= Elery Hamilton-Smith =

Elery Hamilton-Smith (28 December 1929 – 27 June 2015) was an Australian interdisciplinary scholar and academic, and later an adjunct professor of Environmental Studies at Charles Sturt University.

==Background==
Elery Hamilton-Smith was born on a property named Shady Grove, near Hahndorf and grew up in rural South Australia.

He did not have conventional academic training, and graduated from the University of Adelaide with a Diploma in Social Sciences in 1956.

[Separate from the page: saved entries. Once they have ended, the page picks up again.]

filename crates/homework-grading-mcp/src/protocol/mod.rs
//! MCP protocol handling: JSON-RPC dispatch.

pub mod handler;
pub mod negotiation;
pub mod validator;

pub use handler::ProtocolHandler;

His professional career moved between research, consultancy and teaching in 50 countries.
- From 1949 to 1968 he worked in teaching and community services.
- From 1969 to 1977 he was a social policy & planning consultant, with an honorary position as zoologist at the South Australia Museum. His work included many studies on social policy and open space in Victoria, Australia.
- In the 1980s and 90s he was lecturer and then Professor, latterly in the Department of Leisure Studies, Phillip Institute of Technology (now RMIT University), Melbourne.
- Professor, Department of Environmental Studies, Charles Sturt University
- He spent a total of 15 years outside Australia working for the UNESCO World Heritage Bureau and the United Nations Development Program. Educational
- Fellowship with the Government of Canada.
- He also had many years of working (as a volunteer) within various IUCN programs.

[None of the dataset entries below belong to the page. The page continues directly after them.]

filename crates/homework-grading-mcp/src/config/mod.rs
//! Server configuration, read once from the environment at startup.

use homework_grading::ModelConfig;

use crate::types::{Implementation, SERVER_NAME};

pub const ENV_API_KEY: &str = "MODELSCOPE_API_KEY";
pub const ENV_SERVER_NAME: &str = "MCP_SERVER_NAME";
pub const ENV_SERVER_VERSION: &str = "MCP_SERVER_VERSION";
pub const ENV_LOG_LEVEL: &str = "LOG_LEVEL";

pub const DEFAULT_SERVER_VERSION: &str = "1.0.0";
pub const DEFAULT_LOG_LEVEL: &str = "info";

/// Placeholder key shipped in sample `.env` files; treated as no key.
const DEMO_API_KEY: &str = "demo-key";

#[derive(Debug, Clone)]
pub struct ServerConfig {
    pub server_name: String,
    pub server_version: String,
    pub api_key: Option<String>,
    pub log_level: String,
}

impl Default for ServerConfig {
    fn default() -> Self {
        Self {
            server_name: SERVER_NAME.to_string(),
            server_version: DEFAULT_SERVER_VERSION.to_string(),
            api_key: None,
            log_level: DEFAULT_LOG_LEVEL.to_string(),
        }
    }
}

impl ServerConfig {
    /// Read from the process environment. Call after `dotenvy::dotenv()`.
    pub fn from_env() -> Self {
        Self::from_lookup(|key| std::env::var(key).ok())
    }

    /// Read through an arbitrary lookup, so tests need not touch the process
    /// environment.
    pub fn from_lookup<F>(lookup: F) -> Self
    where
        F: Fn(&str) -> Option<String>,
    {
        let non_empty = |key: &str| lookup(key).filter(|v| !v.trim().is_empty());
        let defaults = Self::default();

        Self {
            server_name: non_empty(ENV_SERVER_NAME).unwrap_or(defaults.server_name),
            server_version: non_empty(ENV_SERVER_VERSION).unwrap_or(defaults.server_version),
            api_key: non_empty(ENV_API_KEY).filter(|k| k != DEMO_API_KEY),
            log_level: non_empty(ENV_LOG_LEVEL).unwrap_or(defaults.log_level),
        }
    }

    pub fn has_api_key(&self) -> bool {
        self.api_key.is_some()
    }

    /// Model settings with the fixed endpoint and model id.
    pub fn model_config(&self) -> ModelConfig {
        ModelConfig::new(self.api_key.clone())
    }

    /// Name and version advertised during `initialize`.
    pub fn implementation(&self) -> Implementation {
        Implementation {
            name: self.server_name.clone(),
            version: self.server_version.clone(),
        }
    }
}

==Professional contributions==
Hamilton-Smith had wide interests. He worked on:
- social policy development and programmes dealing with youth issues.
- development of leisure and outdoor recreation activities
- Conservation, particularly tourism and visitor appreciation of wilderness and National Parks
- Cave and karst management
- sustainability and environmental studies.

==Awards==
- Membership of the Order of Australia (AM) in Australia Day Honours List in 2001
- former federal president of the Australian Association of Social Workers

==Bibliography==
- Elery Hamilton-Smith. 2013. Natural heritage and environmental citizenship. In Stewart Lockie and Heather Aslin (eds.) Engaged Environmental Citizenship. Charles Darwin University Press. pp 136–149.
- Elery Hamilton-Smith. 2010. Click Go the Cameras at Jenolan Caves 1860-1940 Occasional Paper No. 6. Jenolan Caves Historical & Preservation Society.
- Brian Finlayson & Elery Hamilton-Smith (eds.) 2003. Beneath the Surface: A Natural History of Australian Caves. University of New South Wales Press.
- Elery Hamilton-Smith (ed.) 1992. Park visitor research for better management Papers from a workshop convened by the Department of Leisure Studies, Phillip Institute of Technology in conjunction with Charles Sturt University and Melbourne Water, 24–26 June 1992.
- Elery Hamilton-Smith, David Mercer. 1991. Urban Parks and Their Visitors. Melbourne and Metropolitan Board of Works.
- David Mercer, Elery Hamilton-Smith. 1980. Recreation Planning and Social Change in Australia. Sorrett Publishing.
- Elery Hamilton-Smith, Colin John Balmer 1972. Broadmeadows - a Growing City. Youth Services Planning Division, Victorian Association of Youth Clubs. 586pp.